Dr. Ruben taps the end of his nose with his fingertip three times. “Bingo. Now let’s take it a little further. Why did you make him the end-all be-all when it came to your happiness?”

I know this answer. It’s buried down deep, beneath layers of hurt where I don’t have to look at it too closely. “Because my happiness was not prioritized after my mom died. And I found someone who would make me a priority.”

Dr. Ruben squints and beats back a grin. “There you have it.”

“Let me guess. I’m in control of my happiness, no matter what anyone else says or does.”

Dr. Ruben opens his arms, the silvery hair on his forearm glinting in the overhead light.

He doesn’t say a word, but the motion speaks for itself.Connection made!

“Honestly, Dr. Ruben, why am I even here anymore? I can do this myself.”

He looks at me pointedly. “You know why you’re here.”

Shame hits me square in the chest. I’m not proud of what happened.

Silence descends, and I know he’s waiting for me to speak. I sit back, running my finger along a seam in the couch cushion. “Have you ever been married?”

I’ve noticed his ring finger is bare, but maybe he has a life partner. Maybe he’s been married four times and given up on the idea of finding his soul mate. Or, maybe he doesn’t believe in the institution.

“I was married once.”

“But not anymore?”

He shakes his head, and says no more. It piques my curiosity, but I know better than to push. Especially since this session is supposed to be about me.

“The last time you were here, we talked about you and Gabriel moving in together. Let’s pick up there.”

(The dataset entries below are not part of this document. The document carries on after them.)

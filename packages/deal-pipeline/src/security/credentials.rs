//! Credential handling with secure memory.
//!
//! Uses the `secrecy` crate to prevent accidental logging of API keys.

use secrecy::{ExposeSecret, SecretBox};
use std::fmt;

/// A secret string that won't be logged or displayed.
pub struct SecretString(SecretBox<str>);

impl SecretString {
    pub fn new(value: impl Into<String>) -> Self {
        Self(SecretBox::new(Box::from(value.into().as_str())))
    }

    /// Expose the secret value for use.
    ///
    /// Only call this when building a request header or query string.
    pub fn expose(&self) -> &str {
        self.0.expose_secret()
    }
}

impl Clone for SecretString {
    fn clone(&self) -> Self {
        Self::new(self.expose())
    }
}

impl fmt::Debug for SecretString {
    fn fmt(&self, f: &mut fmt::Formatter<'_>) -> fmt::Result {
        f.write_str("[REDACTED]")
    }
}

impl fmt::Display for SecretString {
    fn fmt(&self, f: &mut fmt::Formatter<'_>) -> fmt::Result {
        f.write_str("[REDACTED]")
    }
}

impl From<String> for SecretString {
    fn from(s: String) -> Self {
        Self::new(s)
    }
}

impl From<&str> for SecretString {
    fn from(s: &str) -> Self {
        Self::new(s)
    }
}

/// Connection details for the Supabase REST API.
#[derive(Clone)]
pub struct SupabaseCredentials {
    /// Project URL, e.g. `https://xyz.supabase.co`
    pub url: String,

    /// Service-role key when available, anon key otherwise (secret)
    pub key: SecretString,
}

impl SupabaseCredentials {
    pub fn new(url: impl Into<String>, key: impl Into<SecretString>) -> Self {
        Self {
            url: url.into().trim_end_matches('/').to_string(),
            key: key.into(),
        }
    }

    /// Prefer the service-role key, which bypasses row-level security.
    pub fn from_keys(
        url: impl Into<String>,
        anon_key: Option<String>,
        service_role_key: Option<String>,
    ) -> Option<Self> {
        let key = service_role_key
            .filter(|k| !k.trim().is_empty())
            .or(anon_key.filter(|k| !k.trim().is_empty()))?;
        Some(Self::new(url, key))
    }

    /// PostgREST endpoint for a table.
    pub fn rest_url(&self, table: &str) -> String {
        format!("{}/rest/v1/{}", self.url, table)
    }
}

impl fmt::Debug for SupabaseCredentials {
    fn fmt(&self, f: &mut fmt::Formatter<'_>) -> fmt::Result {
        f.debug_struct("SupabaseCredentials")
            .field("url", &self.url)
            .field("key", &"[REDACTED]")
            .finish()
    }
}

My mind dips into my memories, and even though it hurts, I smile. For me, there is very little happiness that exists without pain when it comes to Gabriel. “My dad married Lara, and Gabriel came with me to the wedding. Everyone loved him. Even more, they loved how we met. My dad told the story to anybody who would listen. It was like we were extra special because of how we met, and it made him extra special in a third-party way. Cool by association.”

“Did this bother you?”

“Yes, but it didn’t surprise me. My dad enjoys attention.”

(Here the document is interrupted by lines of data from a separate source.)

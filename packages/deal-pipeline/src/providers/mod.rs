//! Search provider implementations.

pub mod rate_limited;
pub mod serpapi;

pub use rate_limited::RateLimitedProvider;
pub use serpapi::SerpApiProvider;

Dr. Ruben motions for me to continue.

“I graduated. There was a month between graduation and when I started my clinical hours. Gabriel surprised me with a trip to his grandparent’s place in Palm Springs.” Wistfulness pokes at my chest. This is the easy part to tell. Soaring, head over heels, with no desire to ever stop. It is the best, most beautiful part of our story.

The part where we crashed will be much harder to talk about.

CHAPTER 11

I gazeat Gabriel’s profile as he steers us west, away from Phoenix. His right hand alternates between gripping the wheel, and reaching for my hand to hold. Or brushing aside my hair and massaging my neck. Or running the backs of two fingers down my arm. Everything about him screams loving and capable, attentive and alert. I’ve been alive for twenty-three years, but it isn’t until Gabriel that I feel awakened. To life, to love, to possibility. Six months with this man and I’m already a better version of myself.

Gabriel drives on, and the hours stack up. We’re at four now. Palm Springs is our destination.

“Almost there,” he says, winking at me. He taps his thigh in anticipation. I think he is as excited as me.

He follows the directions on his phone, but he drives like he knows where he’s going.

“Are you ok with getting groceries later?” Gabriel asks, turning the wheel. “Right now, I just want to get there.” He gives me a look, lust darkening his already dark eyes, and my thighs clench. I can’t imagine a time when he no longer looks at me that way as often as he does now. Maybe we will be the lucky ones,the chosen two. We will always be this in love, want one another this much.

The road straightens out, and Gabriel pulls up to a house. It’s retro, made of white stucco with a kelly green front door. Dew clings to thick blades of grass, and fuchsia bougainvillea leaves tumble across the sidewalk with the breeze.